Jean-Pierre Raffarin marche sur des oeufs. Après des informations contradictoires émanant de Matignon, annonçant que la décision avait été prise de supprimer le jour de Pentecôte pour financer l'aide aux personnes âgées et handicapées, le Premier ministre s'est contenté hier après-midi d'affirmer au Sénat que cette suppression n'était « seulement » que « l'une des hypothèses » envisagées.
Interrogé à sa sortie de l'hémicycle, ce dernier a confirmé que sa décision n'était « pas arrêtée à ce jour, tant que l'action en faveur des personnes dépendantes n'est pas elle-même arrêtée ». Il a ajouté avoir demandé aux ministre de la Santé, Jean-François Mattei, et du Travail, François Fillon, de « finaliser leurs projets ». Le chef du gouvernement n'a pas non plus rejeté la proposition d'Alain Juppé qui aurait, pour sa part, « plutôt » supprimé un jour de RTT. Quant au calendrier, Jean-Pierre Raffarin a déclaré qu'il n'était pas « à une semaine près ». Les syndicats, si, apparemment, qui n'ont pas attendu pour dénoncer unanimement cette éventuelle suppression. « Mauvaise réponse à une vraie question » pour la CFDT, « gadget » pour la CFTC, elle a été qualifiée de « charité obligatoire » par FO et de « pas sérieuse » par la CFE-CGC. Jean-Marc Ayrault, président du groupe PS à l'Assemblée, a renchéri : le gouvernement « est en train d'inventer un nouvel impôt, l'impôt travail ».
Rejoignant en ce sens Olivier Besancenot (LCR), qui a ajouté que « la suppression d'un jour férié » constituait « une nouvelle atteinte à la durée légale du travail ». Et de requalifier le lundi de Pentecôte de « journée pour le patronat alors qu'une seule journée de profits des grands groupes permettrait d'engranger un milliard d'euros ».--------------------------------------------------------------------------------
Cafouillage gouvernemental
Il y a des moments où l'on peut se demander si Jean-Pierre Raffarin sait précisément où il veut aller.

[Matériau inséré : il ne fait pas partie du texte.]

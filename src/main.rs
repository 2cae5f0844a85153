use std::sync::Arc;
use std::time::Duration;

use anyhow::Result;
use tokio::io::{AsyncBufReadExt, BufReader, Lines, Stdin};

use invest_assist::config::AssistConfig;
use invest_assist::engine::{CurrentPrompt, DelayPolicy, NoDelay, ThinkingDelay};
use invest_assist::profile::{ProfileFlow, ProfileTurn, closing_message};
use invest_assist::risk::{RiskFlow, RiskTurn};

#[tokio::main]
async fn main() -> Result<()> {
    // Initialize tracing
    tracing_subscriber::fmt()
        .with_env_filter(
            tracing_subscriber::EnvFilter::try_from_default_env()
                .unwrap_or_else(|_| tracing_subscriber::EnvFilter::new("info")),
        )
        .with_target(false)
        .init();

    let flow_name = std::env::args()
        .nth(1)
        .unwrap_or_else(|| "profile".to_string());

    let defaults = AssistConfig::default();
    let delay_min_ms: u64 = std::env::var("INVEST_ASSIST_DELAY_MIN_MS")
        .ok()
        .and_then(|v| v.parse().ok())
        .unwrap_or(defaults.thinking_delay_min.as_millis() as u64);
    let delay_max_ms: u64 = std::env::var("INVEST_ASSIST_DELAY_MAX_MS")
        .ok()
        .and_then(|v| v.parse().ok())
        .unwrap_or(defaults.thinking_delay_max.as_millis() as u64);

    let config = AssistConfig {
        thinking_delay_min: Duration::from_millis(delay_min_ms),
        thinking_delay_max: Duration::from_millis(delay_max_ms),
    };
    let delay: Arc<dyn DelayPolicy> = if delay_min_ms == 0 && delay_max_ms == 0 {
        Arc::new(NoDelay)
    } else {
        Arc::new(ThinkingDelay::from_config(&config))
    };

    eprintln!("🤖 Invest Assist v{}", env!("CARGO_PKG_VERSION"));
    eprintln!("   Flow: {}", flow_name);
    eprintln!("   Answer with the option number or its text.");
    eprintln!("   /restart starts over, /quit exits.\n");

    let lines = BufReader::new(tokio::io::stdin()).lines();
    match flow_name.as_str() {
        "profile" => run_profile(ProfileFlow::new(delay), lines).await,
        "risk" => run_risk(RiskFlow::new(delay), lines).await,
        other => anyhow::bail!("unknown flow {other:?} (expected \"profile\" or \"risk\")"),
    }
}

async fn run_profile(flow: ProfileFlow, mut lines: Lines<BufReader<Stdin>>) -> Result<()> {
    let total = flow.status().await.total_steps;
    print_prompt(&flow.current_prompt().await?, total);

    while let Some(line) = lines.next_line().await? {
        let input = line.trim().to_string();
        if input.is_empty() {
            eprint!("> ");
            continue;
        }
        match input.as_str() {
            "/quit" => break,
            "/restart" => {
                flow.reset().await;
                print_prompt(&flow.current_prompt().await?, total);
                continue;
            }
            _ => {}
        }

        let value = resolve_value(&flow.current_prompt().await?, &input);
        eprintln!("⏳ AI is thinking...");
        match flow.submit(&value).await {
            Ok(ProfileTurn::Next(prompt)) => print_prompt(&prompt, total),
            Ok(ProfileTurn::Finished(profile)) => {
                println!("\n{}\n", closing_message(&profile));
                println!("Your Profile:");
                println!("  Name            {}", profile.name);
                println!("  Age Range       {}+", profile.age);
                println!("  Income          {}", profile.income);
                println!("  Goals           {}", profile.goals.join(", "));
                println!("  Risk Tolerance  {}", profile.risk_tolerance);
                println!("  Time Horizon    {}", profile.time_horizon);
                println!("  Experience      {}", profile.experience);
                println!("  Strategy        {}", profile.strategy);
                break;
            }
            Err(e) => {
                eprintln!("⚠️  {e}");
                eprint!("> ");
            }
        }
    }
    Ok(())
}

async fn run_risk(flow: RiskFlow, mut lines: Lines<BufReader<Stdin>>) -> Result<()> {
    let total = flow.status().await.total_steps;
    eprintln!("   /back revisits the previous question.\n");
    print_prompt(&flow.current_prompt().await?, total);

    while let Some(line) = lines.next_line().await? {
        let input = line.trim().to_string();
        if input.is_empty() {
            eprint!("> ");
            continue;
        }
        match input.as_str() {
            "/quit" => break,
            "/restart" => {
                flow.reset().await;
                print_prompt(&flow.current_prompt().await?, total);
                continue;
            }
            "/back" => {
                match flow.previous().await {
                    Ok(prompt) => print_prompt(&prompt, total),
                    Err(e) => {
                        eprintln!("⚠️  {e}");
                        eprint!("> ");
                    }
                }
                continue;
            }
            _ => {}
        }

        let value = resolve_value(&flow.current_prompt().await?, &input);
        eprintln!("⏳ Scoring...");
        match flow.submit(&value).await {
            Ok(RiskTurn::Next(prompt)) => print_prompt(&prompt, total),
            Ok(RiskTurn::Finished(result)) => {
                println!("\n✅ Risk Assessment Complete");
                println!(
                    "Your Risk Profile: {} — score {} out of {}",
                    result.tier.title(),
                    result.score,
                    result.max_score
                );
                println!("\n{}\n", result.description);
                println!("Recommended Investments:");
                for rec in &result.recommendations {
                    println!("  • {rec}");
                }
                println!("\nSuggested Allocation:");
                println!("  Stocks        {:>3}%", result.allocation.stocks);
                println!("  Bonds         {:>3}%", result.allocation.bonds);
                println!("  Alternatives  {:>3}%", result.allocation.alternatives);
                break;
            }
            Err(e) => {
                eprintln!("⚠️  {e}");
                eprint!("> ");
            }
        }
    }
    Ok(())
}

fn print_prompt(prompt: &CurrentPrompt, total: usize) {
    println!("\n[Step {} of {}] {}", prompt.step, total, prompt.text);
    for (i, option) in prompt.options.iter().enumerate() {
        println!("  {}. {}", i + 1, option.label);
    }
    eprint!("> ");
}

/// Map a numeric menu pick onto the option identifier; anything else is
/// passed through as-is.
fn resolve_value(prompt: &CurrentPrompt, input: &str) -> String {
    if !prompt.options.is_empty() {
        if let Ok(n) = input.parse::<usize>() {
            if (1..=prompt.options.len()).contains(&n) {
                return prompt.options[n - 1].value.clone();
            }
        }
    }
    input.to_string()
}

L'affaire de la suppression du lundi de Pentecôte comme jour férié en constitue un bel exemple. Voilà plusieurs mois que l'idée a été lancée. Plusieurs mois pendant lesquels les services du Premier ministre ont eu largement le temps d'étudier la faisabilité d'une telle mesure et l'impact réel qu'on peut en attendre.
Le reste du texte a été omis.